**Extracted information**
________________
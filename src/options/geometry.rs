use schemars::JsonSchema;
use serde::{Deserialize, Serialize};

use crate::geometry::DEFAULT_SUBDIVISION_DEPTH;

#[derive(Debug, Clone, Serialize, Deserialize, PartialEq, JsonSchema)]
#[schemars(title = "Geometry", inline)]
#[serde(default)]
/// Tessellation and sizing options for atom spheres and bond tubes.
pub struct GeometryOptions {
    /// Icosphere subdivision depth for atoms.
    #[schemars(title = "Sphere Detail", range(min = 0, max = 6))]
    pub sphere_subdivision_depth: u32,
    /// Number of segments around each bond tube.
    #[schemars(title = "Bond Smoothness", range(min = 3, max = 240))]
    pub cylinder_smoothness: u32,
    /// Bond tube radius.
    #[schemars(title = "Bond Radius", range(min = 0.02, max = 1.0), extend("step" = 0.01))]
    pub bond_radius: f32,
    /// Distance of each double-bond tube from the bond axis.
    #[schemars(skip)]
    pub double_bond_offset: f32,
    /// Distance of the outer triple-bond tubes from the bond axis.
    #[schemars(skip)]
    pub triple_bond_offset: f32,
    /// Extra radius of the halo drawn around selected atoms.
    #[schemars(skip)]
    pub atom_selection_padding: f32,
    /// Extra radius of the halo drawn around selected bonds.
    #[schemars(skip)]
    pub bond_selection_padding: f32,
}

impl Default for GeometryOptions {
    fn default() -> Self {
        Self {
            sphere_subdivision_depth: DEFAULT_SUBDIVISION_DEPTH,
            cylinder_smoothness: 120,
            bond_radius: 0.2,
            double_bond_offset: 0.4,
            triple_bond_offset: 0.8,
            atom_selection_padding: 0.1,
            bond_selection_padding: 0.2,
        }
    }
}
________________
**What you should do**
Your reply should hold only the lines from the first line of the records through the one with "0, max = 6))]", reproduced word for word.

**Response area**
filename src/options/geometry.rs
use schemars::JsonSchema;
use serde::{Deserialize, Serialize};

use crate::geometry::DEFAULT_SUBDIVISION_DEPTH;

#[derive(Debug, Clone, Serialize, Deserialize, PartialEq, JsonSchema)]
#[schemars(title = "Geometry", inline)]
#[serde(default)]
/// Tessellation and sizing options for atom spheres and bond tubes.
pub struct GeometryOptions {
    /// Icosphere subdivision depth for atoms.
    #[schemars(title = "Sphere Detail", range(min = 0, max = 6))]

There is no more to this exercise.